[Task data Boundary: Start]
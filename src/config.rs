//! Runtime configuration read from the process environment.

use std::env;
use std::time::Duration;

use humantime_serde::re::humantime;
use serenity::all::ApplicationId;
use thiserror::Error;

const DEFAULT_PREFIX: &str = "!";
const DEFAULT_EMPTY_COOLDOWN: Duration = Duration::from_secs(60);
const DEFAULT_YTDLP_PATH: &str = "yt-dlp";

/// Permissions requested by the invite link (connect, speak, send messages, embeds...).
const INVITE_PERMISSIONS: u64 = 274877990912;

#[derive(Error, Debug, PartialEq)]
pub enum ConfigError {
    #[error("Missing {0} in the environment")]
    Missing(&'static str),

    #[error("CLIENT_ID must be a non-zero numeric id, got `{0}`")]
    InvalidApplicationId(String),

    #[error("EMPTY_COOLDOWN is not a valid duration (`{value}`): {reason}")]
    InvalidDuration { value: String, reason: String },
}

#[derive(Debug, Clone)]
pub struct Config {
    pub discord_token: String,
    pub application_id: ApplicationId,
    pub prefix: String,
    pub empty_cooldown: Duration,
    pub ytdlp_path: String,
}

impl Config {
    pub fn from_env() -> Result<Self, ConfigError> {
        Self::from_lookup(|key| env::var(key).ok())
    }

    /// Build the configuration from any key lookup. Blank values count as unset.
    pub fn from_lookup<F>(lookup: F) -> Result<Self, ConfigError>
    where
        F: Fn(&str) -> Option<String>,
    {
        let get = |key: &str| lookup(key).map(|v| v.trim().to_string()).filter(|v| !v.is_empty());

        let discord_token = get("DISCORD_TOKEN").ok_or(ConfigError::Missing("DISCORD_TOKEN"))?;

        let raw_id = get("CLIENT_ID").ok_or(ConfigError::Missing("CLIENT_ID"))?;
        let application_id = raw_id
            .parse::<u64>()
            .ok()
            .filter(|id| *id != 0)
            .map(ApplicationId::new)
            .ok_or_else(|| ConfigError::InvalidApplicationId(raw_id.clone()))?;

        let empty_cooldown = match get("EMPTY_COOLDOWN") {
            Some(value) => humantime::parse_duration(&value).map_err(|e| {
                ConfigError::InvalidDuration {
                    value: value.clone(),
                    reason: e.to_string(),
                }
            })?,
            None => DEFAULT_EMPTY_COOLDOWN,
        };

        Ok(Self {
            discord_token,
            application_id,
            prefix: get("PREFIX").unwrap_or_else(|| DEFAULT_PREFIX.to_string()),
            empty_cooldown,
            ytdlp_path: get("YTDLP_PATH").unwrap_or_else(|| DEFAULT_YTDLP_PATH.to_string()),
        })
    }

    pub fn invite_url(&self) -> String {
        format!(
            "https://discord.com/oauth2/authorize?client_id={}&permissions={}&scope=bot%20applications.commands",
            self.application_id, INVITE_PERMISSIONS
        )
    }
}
[Task data Boundary: End]
■ Work task
If a line falls between the first line of the records and the line containing "count as unset.", inclusive, repeat it exactly; leave out all others.

■ Written reply
filename src/config.rs
//! Runtime configuration read from the process environment.

use std::env;
use std::time::Duration;

use humantime_serde::re::humantime;
use serenity::all::ApplicationId;
use thiserror::Error;

const DEFAULT_PREFIX: &str = "!";
const DEFAULT_EMPTY_COOLDOWN: Duration = Duration::from_secs(60);
const DEFAULT_YTDLP_PATH: &str = "yt-dlp";

/// Permissions requested by the invite link (connect, speak, send messages, embeds...).
const INVITE_PERMISSIONS: u64 = 274877990912;

#[derive(Error, Debug, PartialEq)]
pub enum ConfigError {
    #[error("Missing {0} in the environment")]
    Missing(&'static str),

    #[error("CLIENT_ID must be a non-zero numeric id, got `{0}`")]
    InvalidApplicationId(String),

    #[error("EMPTY_COOLDOWN is not a valid duration (`{value}`): {reason}")]
    InvalidDuration { value: String, reason: String },
}

#[derive(Debug, Clone)]
pub struct Config {
    pub discord_token: String,
    pub application_id: ApplicationId,
    pub prefix: String,
    pub empty_cooldown: Duration,
    pub ytdlp_path: String,
}

impl Config {
    pub fn from_env() -> Result<Self, ConfigError> {
        Self::from_lookup(|key| env::var(key).ok())
    }

    /// Build the configuration from any key lookup. Blank values count as unset.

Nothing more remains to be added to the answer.